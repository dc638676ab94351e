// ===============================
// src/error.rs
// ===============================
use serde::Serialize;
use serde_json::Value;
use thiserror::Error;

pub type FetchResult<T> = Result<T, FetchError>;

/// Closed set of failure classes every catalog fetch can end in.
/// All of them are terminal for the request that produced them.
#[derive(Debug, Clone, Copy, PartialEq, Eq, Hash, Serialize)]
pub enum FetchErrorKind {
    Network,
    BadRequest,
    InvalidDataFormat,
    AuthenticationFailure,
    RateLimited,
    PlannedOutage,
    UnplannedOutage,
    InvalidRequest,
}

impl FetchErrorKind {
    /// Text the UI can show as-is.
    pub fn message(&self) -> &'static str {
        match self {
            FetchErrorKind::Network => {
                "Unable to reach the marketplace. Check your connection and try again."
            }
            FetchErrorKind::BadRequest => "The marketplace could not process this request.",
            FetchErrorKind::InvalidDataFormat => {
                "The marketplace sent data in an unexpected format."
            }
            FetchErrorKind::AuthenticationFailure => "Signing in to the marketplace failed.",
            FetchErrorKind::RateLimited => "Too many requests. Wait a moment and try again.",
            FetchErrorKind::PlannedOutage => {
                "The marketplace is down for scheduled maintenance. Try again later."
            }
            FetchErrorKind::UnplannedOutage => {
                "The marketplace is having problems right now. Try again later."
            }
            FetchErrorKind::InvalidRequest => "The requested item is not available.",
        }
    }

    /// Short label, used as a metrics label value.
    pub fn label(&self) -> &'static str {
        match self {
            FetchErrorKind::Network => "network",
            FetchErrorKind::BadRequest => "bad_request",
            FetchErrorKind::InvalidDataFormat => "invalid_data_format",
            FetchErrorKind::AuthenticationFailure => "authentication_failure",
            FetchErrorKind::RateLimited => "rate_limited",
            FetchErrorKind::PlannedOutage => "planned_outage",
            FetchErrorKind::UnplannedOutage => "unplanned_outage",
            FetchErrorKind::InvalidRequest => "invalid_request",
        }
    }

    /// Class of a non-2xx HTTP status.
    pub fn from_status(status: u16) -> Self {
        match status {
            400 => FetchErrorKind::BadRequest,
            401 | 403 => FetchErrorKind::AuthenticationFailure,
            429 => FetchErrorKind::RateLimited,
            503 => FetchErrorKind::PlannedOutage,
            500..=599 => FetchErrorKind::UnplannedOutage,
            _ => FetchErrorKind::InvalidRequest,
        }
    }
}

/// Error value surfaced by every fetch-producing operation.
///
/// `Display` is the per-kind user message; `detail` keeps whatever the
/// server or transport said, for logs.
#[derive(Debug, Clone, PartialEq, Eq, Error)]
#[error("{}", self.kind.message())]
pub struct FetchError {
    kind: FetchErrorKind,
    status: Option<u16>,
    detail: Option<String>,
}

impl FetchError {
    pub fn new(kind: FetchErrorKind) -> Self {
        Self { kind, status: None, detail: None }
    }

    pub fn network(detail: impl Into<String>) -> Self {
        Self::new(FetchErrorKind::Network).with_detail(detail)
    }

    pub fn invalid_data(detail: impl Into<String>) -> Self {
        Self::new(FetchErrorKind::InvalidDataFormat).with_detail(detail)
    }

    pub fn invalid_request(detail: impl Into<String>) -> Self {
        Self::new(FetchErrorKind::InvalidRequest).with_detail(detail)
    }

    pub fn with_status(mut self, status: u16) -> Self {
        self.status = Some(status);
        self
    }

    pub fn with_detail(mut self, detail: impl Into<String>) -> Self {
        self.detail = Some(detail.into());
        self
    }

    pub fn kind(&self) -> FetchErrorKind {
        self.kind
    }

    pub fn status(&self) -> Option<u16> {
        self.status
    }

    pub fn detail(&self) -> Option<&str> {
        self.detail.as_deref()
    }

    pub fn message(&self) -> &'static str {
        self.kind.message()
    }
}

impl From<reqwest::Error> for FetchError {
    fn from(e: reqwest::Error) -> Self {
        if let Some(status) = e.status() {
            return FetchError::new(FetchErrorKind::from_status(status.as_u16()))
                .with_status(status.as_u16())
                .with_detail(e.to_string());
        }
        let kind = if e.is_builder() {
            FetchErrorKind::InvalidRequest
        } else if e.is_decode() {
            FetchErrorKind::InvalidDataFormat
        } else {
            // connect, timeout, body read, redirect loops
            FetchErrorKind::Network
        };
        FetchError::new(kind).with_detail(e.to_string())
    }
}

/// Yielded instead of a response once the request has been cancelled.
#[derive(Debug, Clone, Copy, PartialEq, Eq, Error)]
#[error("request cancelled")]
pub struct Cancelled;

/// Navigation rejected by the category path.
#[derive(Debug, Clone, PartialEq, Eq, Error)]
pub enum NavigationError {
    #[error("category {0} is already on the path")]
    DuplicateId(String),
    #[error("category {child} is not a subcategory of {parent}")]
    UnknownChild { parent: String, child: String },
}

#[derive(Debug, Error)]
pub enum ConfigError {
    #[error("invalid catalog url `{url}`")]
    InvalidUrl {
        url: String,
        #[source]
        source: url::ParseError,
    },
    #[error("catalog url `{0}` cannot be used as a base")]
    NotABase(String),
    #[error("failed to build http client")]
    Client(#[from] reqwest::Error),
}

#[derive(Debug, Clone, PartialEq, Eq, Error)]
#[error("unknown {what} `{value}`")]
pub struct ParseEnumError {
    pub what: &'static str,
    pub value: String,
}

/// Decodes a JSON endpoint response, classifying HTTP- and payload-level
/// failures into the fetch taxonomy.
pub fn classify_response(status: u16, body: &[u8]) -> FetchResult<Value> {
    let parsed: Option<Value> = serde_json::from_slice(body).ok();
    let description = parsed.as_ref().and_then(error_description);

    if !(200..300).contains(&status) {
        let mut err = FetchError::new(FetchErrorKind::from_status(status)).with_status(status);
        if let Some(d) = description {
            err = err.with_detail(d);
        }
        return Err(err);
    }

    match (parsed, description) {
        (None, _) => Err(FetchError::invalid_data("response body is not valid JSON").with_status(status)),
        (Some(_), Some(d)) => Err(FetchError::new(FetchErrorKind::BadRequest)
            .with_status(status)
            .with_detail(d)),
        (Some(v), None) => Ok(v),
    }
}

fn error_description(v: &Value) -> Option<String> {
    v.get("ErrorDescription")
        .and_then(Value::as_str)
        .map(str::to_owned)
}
※ ※ ※
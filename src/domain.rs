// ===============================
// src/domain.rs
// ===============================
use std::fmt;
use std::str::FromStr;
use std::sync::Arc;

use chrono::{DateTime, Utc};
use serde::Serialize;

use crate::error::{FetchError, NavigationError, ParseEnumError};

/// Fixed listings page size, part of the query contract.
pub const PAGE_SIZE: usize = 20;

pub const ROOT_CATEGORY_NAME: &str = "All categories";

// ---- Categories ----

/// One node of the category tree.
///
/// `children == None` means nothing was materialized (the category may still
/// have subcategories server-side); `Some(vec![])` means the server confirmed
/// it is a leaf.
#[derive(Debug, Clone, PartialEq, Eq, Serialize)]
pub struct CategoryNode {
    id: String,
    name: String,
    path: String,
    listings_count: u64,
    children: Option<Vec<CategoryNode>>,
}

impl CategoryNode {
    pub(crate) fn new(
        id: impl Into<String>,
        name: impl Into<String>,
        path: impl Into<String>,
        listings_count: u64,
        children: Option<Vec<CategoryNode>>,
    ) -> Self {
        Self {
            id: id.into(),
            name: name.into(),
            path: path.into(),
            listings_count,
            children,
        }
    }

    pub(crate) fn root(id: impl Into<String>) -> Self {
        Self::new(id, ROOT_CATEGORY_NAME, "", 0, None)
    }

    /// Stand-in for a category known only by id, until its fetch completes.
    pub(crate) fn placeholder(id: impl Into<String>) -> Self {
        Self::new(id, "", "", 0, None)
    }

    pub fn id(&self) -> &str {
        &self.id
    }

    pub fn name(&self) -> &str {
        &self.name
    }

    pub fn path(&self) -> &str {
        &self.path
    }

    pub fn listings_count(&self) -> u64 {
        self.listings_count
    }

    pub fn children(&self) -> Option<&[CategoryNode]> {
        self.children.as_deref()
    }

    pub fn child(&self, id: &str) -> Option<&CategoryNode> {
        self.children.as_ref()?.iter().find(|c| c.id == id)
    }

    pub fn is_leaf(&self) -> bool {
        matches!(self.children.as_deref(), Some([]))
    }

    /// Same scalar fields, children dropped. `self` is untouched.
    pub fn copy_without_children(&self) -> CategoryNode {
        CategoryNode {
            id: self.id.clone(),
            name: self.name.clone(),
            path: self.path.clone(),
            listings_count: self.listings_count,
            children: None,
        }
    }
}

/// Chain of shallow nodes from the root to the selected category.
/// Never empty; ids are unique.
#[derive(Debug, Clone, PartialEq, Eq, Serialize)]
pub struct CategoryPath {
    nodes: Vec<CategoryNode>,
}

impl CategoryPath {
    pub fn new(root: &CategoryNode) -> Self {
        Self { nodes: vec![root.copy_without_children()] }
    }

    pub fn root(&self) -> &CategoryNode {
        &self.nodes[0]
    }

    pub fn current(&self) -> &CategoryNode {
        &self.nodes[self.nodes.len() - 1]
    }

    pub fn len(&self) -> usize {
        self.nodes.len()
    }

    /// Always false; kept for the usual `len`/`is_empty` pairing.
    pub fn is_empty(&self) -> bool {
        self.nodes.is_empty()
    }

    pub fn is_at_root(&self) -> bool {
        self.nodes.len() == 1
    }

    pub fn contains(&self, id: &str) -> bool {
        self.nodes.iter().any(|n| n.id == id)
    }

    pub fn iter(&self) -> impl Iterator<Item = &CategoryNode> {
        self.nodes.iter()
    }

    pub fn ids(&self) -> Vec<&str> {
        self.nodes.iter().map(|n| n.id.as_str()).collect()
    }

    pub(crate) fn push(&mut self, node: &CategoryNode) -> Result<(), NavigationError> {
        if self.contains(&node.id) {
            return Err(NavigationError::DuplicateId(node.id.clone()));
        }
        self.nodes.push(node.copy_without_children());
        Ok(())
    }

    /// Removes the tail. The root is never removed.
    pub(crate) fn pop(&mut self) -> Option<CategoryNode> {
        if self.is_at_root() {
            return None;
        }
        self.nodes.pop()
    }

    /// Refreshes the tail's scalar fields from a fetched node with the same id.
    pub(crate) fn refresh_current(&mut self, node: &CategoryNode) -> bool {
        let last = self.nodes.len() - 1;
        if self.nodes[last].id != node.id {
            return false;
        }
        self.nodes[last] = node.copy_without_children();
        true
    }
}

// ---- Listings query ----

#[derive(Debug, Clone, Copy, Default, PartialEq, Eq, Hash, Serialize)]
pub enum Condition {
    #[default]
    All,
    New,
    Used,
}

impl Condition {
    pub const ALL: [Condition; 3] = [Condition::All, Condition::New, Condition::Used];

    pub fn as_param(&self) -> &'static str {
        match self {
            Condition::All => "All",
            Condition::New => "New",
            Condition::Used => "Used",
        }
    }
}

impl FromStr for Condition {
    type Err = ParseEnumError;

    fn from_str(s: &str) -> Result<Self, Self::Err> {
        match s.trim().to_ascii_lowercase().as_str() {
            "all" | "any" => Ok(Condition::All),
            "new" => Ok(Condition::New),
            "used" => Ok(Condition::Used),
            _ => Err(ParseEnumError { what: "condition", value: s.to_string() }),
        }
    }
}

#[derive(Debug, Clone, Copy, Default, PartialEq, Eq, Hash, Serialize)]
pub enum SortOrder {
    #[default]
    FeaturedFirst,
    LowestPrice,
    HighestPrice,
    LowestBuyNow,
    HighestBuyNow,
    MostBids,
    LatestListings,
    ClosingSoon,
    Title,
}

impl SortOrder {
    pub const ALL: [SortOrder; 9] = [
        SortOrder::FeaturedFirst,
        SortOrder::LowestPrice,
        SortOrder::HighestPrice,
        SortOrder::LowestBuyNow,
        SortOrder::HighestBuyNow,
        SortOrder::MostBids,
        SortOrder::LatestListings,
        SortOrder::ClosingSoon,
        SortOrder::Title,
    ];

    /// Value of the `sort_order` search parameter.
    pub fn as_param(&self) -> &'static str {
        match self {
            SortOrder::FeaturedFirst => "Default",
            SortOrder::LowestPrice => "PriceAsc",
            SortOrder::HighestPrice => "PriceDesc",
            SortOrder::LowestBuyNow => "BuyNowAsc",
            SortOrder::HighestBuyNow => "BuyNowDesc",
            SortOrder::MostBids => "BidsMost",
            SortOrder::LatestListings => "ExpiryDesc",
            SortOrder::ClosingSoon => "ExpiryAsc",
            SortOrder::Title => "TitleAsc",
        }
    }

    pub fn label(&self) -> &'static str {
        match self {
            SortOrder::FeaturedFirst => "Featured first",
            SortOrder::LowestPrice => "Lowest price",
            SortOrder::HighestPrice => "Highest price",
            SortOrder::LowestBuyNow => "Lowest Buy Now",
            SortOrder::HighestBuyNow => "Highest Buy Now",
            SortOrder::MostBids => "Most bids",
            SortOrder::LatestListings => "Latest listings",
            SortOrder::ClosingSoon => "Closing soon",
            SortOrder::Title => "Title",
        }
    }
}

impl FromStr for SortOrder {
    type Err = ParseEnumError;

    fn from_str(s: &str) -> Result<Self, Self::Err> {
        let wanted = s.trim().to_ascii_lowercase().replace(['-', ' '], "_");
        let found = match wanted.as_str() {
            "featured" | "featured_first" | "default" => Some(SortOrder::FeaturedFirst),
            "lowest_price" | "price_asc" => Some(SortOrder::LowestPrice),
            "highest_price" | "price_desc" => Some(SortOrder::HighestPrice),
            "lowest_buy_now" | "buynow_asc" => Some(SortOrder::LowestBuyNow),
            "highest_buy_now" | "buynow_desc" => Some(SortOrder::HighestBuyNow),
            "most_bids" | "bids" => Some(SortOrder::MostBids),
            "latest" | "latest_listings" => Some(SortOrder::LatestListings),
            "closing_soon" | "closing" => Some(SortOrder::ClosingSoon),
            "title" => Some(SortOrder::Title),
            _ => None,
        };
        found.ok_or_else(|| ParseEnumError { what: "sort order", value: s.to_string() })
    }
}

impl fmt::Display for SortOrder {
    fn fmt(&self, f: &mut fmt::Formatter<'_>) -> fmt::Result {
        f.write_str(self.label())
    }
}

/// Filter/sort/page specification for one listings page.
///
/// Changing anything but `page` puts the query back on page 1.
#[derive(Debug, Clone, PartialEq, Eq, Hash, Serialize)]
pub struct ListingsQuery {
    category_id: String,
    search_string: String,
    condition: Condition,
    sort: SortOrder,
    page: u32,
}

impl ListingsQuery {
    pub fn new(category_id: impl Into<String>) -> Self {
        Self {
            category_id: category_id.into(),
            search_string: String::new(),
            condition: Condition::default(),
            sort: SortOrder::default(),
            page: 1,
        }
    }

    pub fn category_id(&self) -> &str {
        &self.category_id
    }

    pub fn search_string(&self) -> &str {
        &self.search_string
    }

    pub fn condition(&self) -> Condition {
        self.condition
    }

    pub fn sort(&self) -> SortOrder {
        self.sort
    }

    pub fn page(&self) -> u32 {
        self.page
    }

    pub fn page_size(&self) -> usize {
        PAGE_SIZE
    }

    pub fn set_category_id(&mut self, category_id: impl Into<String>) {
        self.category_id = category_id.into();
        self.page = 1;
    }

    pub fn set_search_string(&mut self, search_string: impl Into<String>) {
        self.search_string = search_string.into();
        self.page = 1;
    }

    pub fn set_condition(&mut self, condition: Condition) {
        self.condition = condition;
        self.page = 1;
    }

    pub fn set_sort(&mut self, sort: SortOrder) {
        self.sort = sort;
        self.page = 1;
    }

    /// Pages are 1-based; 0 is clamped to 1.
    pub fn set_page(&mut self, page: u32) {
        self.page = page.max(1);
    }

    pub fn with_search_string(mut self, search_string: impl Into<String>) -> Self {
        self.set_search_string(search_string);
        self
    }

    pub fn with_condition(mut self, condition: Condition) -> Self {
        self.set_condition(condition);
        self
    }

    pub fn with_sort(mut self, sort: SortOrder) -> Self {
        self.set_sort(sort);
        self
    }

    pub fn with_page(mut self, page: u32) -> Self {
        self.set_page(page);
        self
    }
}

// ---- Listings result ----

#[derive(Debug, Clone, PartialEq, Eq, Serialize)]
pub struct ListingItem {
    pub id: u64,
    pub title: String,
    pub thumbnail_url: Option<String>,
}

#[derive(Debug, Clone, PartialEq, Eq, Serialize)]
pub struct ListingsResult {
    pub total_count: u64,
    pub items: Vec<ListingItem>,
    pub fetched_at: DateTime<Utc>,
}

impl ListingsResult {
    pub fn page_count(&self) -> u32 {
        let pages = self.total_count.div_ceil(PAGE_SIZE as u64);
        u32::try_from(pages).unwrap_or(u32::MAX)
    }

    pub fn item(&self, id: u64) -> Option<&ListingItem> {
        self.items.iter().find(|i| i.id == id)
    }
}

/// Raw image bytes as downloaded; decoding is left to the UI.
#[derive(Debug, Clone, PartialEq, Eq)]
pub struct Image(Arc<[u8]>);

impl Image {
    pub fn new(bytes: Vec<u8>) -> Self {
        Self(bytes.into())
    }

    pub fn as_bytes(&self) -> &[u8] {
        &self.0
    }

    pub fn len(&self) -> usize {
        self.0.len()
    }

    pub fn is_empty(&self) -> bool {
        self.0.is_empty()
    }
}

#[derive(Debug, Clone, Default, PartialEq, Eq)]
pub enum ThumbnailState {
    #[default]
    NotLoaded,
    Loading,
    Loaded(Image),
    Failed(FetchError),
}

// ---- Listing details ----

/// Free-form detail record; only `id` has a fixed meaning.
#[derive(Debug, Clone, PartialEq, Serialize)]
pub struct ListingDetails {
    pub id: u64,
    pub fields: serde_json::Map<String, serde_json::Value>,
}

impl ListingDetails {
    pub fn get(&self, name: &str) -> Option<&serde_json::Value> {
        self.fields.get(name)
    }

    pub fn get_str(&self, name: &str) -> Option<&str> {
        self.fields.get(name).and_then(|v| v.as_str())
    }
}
※ ※ ※
__TRY IT__.
Work out how many lines in the listing above hold the word "reqwest", and answer only with that number.

__COMPLETED TASK__.
3